C'est le terme inventé par la psychologue Mihaly Csikszentmihalyi pour décrire l'état optimal de bien-être où l'esprit et le corps semblent fusionner et la productivité augmenter.

Dans l'espoir de le vivre plus souvent (et pas seulement à 3 heures du matin), je l'ai étudié et appliqué les principes à ma vie, dans le but d'écrire à la première heure le matin, lorsqu'il y a le plus de risque de couler.

Je me suis également fixé comme objectif d’écrire 500 mots par heure au lieu de 200.

Et comme le flux ne dure que quelques heures, je me suis arrêté alors que c'était encore le matin.

Des tâches physiques et répétitives telles que la marche dans la nature, le jardinage, le yoga et le pliage d'origami (ou le lavage) m'ont aidée à entrer dans la zone.

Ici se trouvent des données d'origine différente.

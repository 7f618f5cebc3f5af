//! Cart state transitions over a session.
//!
//! The engine never holds a cart of its own: each call loads the cart from
//! the session it is handed, applies one [`Cart`] transition and writes the
//! result back. Concurrent requests on one session are last-write-wins.

use thiserror::Error;
use tower_sessions::Session;
use tracing::{debug, instrument};

use cartwheel_core::{Cart, ProductId, Quantity};

use crate::models::session::{clear_cart, load_cart, store_cart};
use crate::services::catalog::{CatalogError, CatalogSync};

/// Errors from cart operations.
#[derive(Debug, Error)]
pub enum CartError {
    /// The product could not be resolved; the cart is unchanged.
    #[error("product lookup failed: {0}")]
    Lookup(#[from] CatalogError),

    #[error("session error: {0}")]
    Session(#[from] tower_sessions::session::Error),
}

/// Applies cart operations against the catalog.
pub struct CartEngine<'a> {
    catalog: &'a CatalogSync,
}

impl<'a> CartEngine<'a> {
    #[must_use]
    pub const fn new(catalog: &'a CatalogSync) -> Self {
        Self { catalog }
    }

    /// Add `quantity` units of a product, priced at its current catalog price.
    ///
    /// # Errors
    ///
    /// Returns `CartError::Lookup` without touching the session if the
    /// product cannot be resolved.
    #[instrument(skip(self, session))]
    pub async fn add_item(
        &self,
        session: &Session,
        id: &ProductId,
        quantity: Quantity,
    ) -> Result<Cart, CartError> {
        let product = self.catalog.get_product(id).await?;
        let cart = Cart::add_item(load_cart(session).await?, &product, quantity);
        store_cart(session, Some(&cart)).await?;

        debug!(
            total_quantity = cart.total_quantity(),
            total_price = %cart.total_price(),
            "Item added to cart"
        );
        Ok(cart)
    }

    /// Remove a product's line entirely. Unknown ids are a no-op.
    ///
    /// # Errors
    ///
    /// Returns `CartError::Session` if the session cannot be read or written.
    #[instrument(skip(self, session))]
    pub async fn remove_item(
        &self,
        session: &Session,
        id: &ProductId,
    ) -> Result<Option<Cart>, CartError> {
        let Some(cart) = load_cart(session).await? else {
            return Ok(None);
        };
        let cart = cart.remove_item(id);
        store_cart(session, cart.as_ref()).await?;
        Ok(cart)
    }

    /// Drop the whole cart. Identity is kept.
    ///
    /// # Errors
    ///
    /// Returns `CartError::Session` if the session cannot be written.
    pub async fn empty(&self, session: &Session) -> Result<(), CartError> {
        clear_cart(session).await?;
        Ok(())
    }

    /// The current cart, if any.
    ///
    /// # Errors
    ///
    /// Returns `CartError::Session` if the session cannot be read.
    pub async fn current(&self, session: &Session) -> Result<Option<Cart>, CartError> {
        Ok(load_cart(session).await?)
    }
}

#[cfg(test)]
#[allow(clippy::unwrap_used)]
mod tests {
    use std::sync::Arc;

    use cartwheel_core::{NewProduct, Price, Product};
    use tower_sessions::MemoryStore;

    use super::*;
    use crate::db::MemoryCatalogStore;
    use crate::search::SearchIndex;

    fn session() -> Session {
        Session::new(None, Arc::new(MemoryStore::default()), None)
    }

    async fn catalog_with(products: &[(&str, &str)]) -> (CatalogSync, Vec<Product>) {
        let index = SearchIndex::new();
        index.create_collection().unwrap();
        let catalog = CatalogSync::new(Arc::new(MemoryCatalogStore::new()), index);

        let mut created = Vec::new();
        for (name, price) in products {
            let product = NewProduct::parse(*name, *price, "SKU", "http://x/i.png").unwrap();
            created.push(catalog.create_product(product).await.unwrap());
        }
        (catalog, created)
    }

    fn qty(n: u32) -> Quantity {
        Quantity::new(n).unwrap()
    }

    #[tokio::test]
    async fn test_add_then_read_back() {
        let (catalog, products) = catalog_with(&[("Widget", "9.99")]).await;
        let engine = CartEngine::new(&catalog);
        let session = session();

        engine.add_item(&session, &products[0].id, qty(2)).await.unwrap();

        let cart = engine.current(&session).await.unwrap().unwrap();
        assert_eq!(cart.total_quantity(), 2);
        assert_eq!(cart.total_price(), "19.98".parse::<Price>().unwrap());
    }

    #[tokio::test]
    async fn test_repeated_adds_merge() {
        let (catalog, products) = catalog_with(&[("Widget", "9.99"), ("Gadget", "5")]).await;
        let engine = CartEngine::new(&catalog);
        let session = session();

        engine.add_item(&session, &products[0].id, qty(1)).await.unwrap();
        engine.add_item(&session, &products[1].id, qty(3)).await.unwrap();
        let cart = engine.add_item(&session, &products[0].id, qty(2)).await.unwrap();

        assert_eq!(cart.items().len(), 2);
        assert_eq!(cart.items().get(&products[0].id).unwrap().quantity, 3);
        assert_eq!(cart.total_quantity(), 6);
        assert_eq!(cart.total_price(), "44.97".parse::<Price>().unwrap());
    }

    #[tokio::test]
    async fn test_lines_keep_insertion_order_across_requests() {
        let (catalog, _) = catalog_with(&[]).await;
        for id in ["zzz", "mmm", "aaa"] {
            let product = NewProduct::parse(id, "1", "SKU", "http://x/i.png")
                .unwrap()
                .into_product(ProductId::new(id), cartwheel_core::UnixTimestamp::now());
            catalog.index().create_document(&product).unwrap();
        }
        let engine = CartEngine::new(&catalog);
        let session = session();

        for id in ["zzz", "mmm", "aaa", "zzz"] {
            engine
                .add_item(&session, &ProductId::new(id), qty(1))
                .await
                .unwrap();
        }

        let cart = engine.current(&session).await.unwrap().unwrap();
        let ids: Vec<_> = cart.items().iter().map(|l| l.id.as_str()).collect();
        assert_eq!(ids, ["zzz", "mmm", "aaa"]);
        assert_eq!(cart.total_quantity(), 4);
    }

    #[tokio::test]
    async fn test_unknown_product_leaves_cart_unchanged() {
        let (catalog, products) = catalog_with(&[("Widget", "9.99")]).await;
        let engine = CartEngine::new(&catalog);
        let session = session();
        let before = engine.add_item(&session, &products[0].id, qty(1)).await.unwrap();

        let result = engine
            .add_item(&session, &ProductId::new("missing"), qty(1))
            .await;
        assert!(matches!(
            result,
            Err(CartError::Lookup(CatalogError::ProductNotFound(_)))
        ));
        assert_eq!(engine.current(&session).await.unwrap(), Some(before));
    }

    #[tokio::test]
    async fn test_remove_last_item_clears_cart() {
        let (catalog, products) = catalog_with(&[("Widget", "9.99")]).await;
        let engine = CartEngine::new(&catalog);
        let session = session();
        engine.add_item(&session, &products[0].id, qty(4)).await.unwrap();

        assert_eq!(
            engine.remove_item(&session, &products[0].id).await.unwrap(),
            None
        );
        assert_eq!(engine.current(&session).await.unwrap(), None);
    }

    #[tokio::test]
    async fn test_remove_on_empty_cart_is_noop() {
        let (catalog, _) = catalog_with(&[]).await;
        let engine = CartEngine::new(&catalog);
        let session = session();

        assert_eq!(
            engine.remove_item(&session, &ProductId::new("x")).await.unwrap(),
            None
        );
    }

    #[tokio::test]
    async fn test_empty_preserves_identity() {
        let (catalog, products) = catalog_with(&[("Widget", "9.99")]).await;
        let engine = CartEngine::new(&catalog);
        let session = session();
        session
            .insert(crate::models::session_keys::EMAIL, "amy@example.com")
            .await
            .unwrap();
        engine.add_item(&session, &products[0].id, qty(1)).await.unwrap();

        engine.empty(&session).await.unwrap();
        engine.empty(&session).await.unwrap();

        assert_eq!(engine.current(&session).await.unwrap(), None);
        let email: Option<String> = session
            .get(crate::models::session_keys::EMAIL)
            .await
            .unwrap();
        assert_eq!(email.as_deref(), Some("amy@example.com"));
    }
}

Lorsque j'ai réussi à me lever assez tôt et à me séparer d'un jeune enfant exigeant, ces stratégies ont largement fonctionné.

Quelle que soit votre approche pour aborder votre prochain grand projet, essayez d'ignorer les démons dans votre tête.

Ne pensez pas à votre public ou à l'objectif final, faites-le pour vous-même.

Les meilleurs livres, films et émissions sont réalisés dans un esprit d’exploration, sans aucune idée préconçue de ce que le projet pourrait ou devrait être.

Et pardonnez-vous.

Quand j’ai finalement réalisé que je ne pourrais pas finir mon deuxième livre avant d’avoir un deuxième enfant (je vais donner naissance dans sept semaines – on pourrait penser qu’un intervalle de quatre ans et demi est suffisant pour en terminer un autre. roman, mais hélas, ce n’était pas le cas) et mon pied a été retiré de la pédale, mon imagination avait de l’espace pour respirer.

Christine Piper est la nouvelle rédactrice résidente de l'Agence du droit d'auteur 2019 de l'Université de technologie de Sydney. Elle discutera de son processus d'écriture lors d'une conversation publique gratuite le 16 octobre.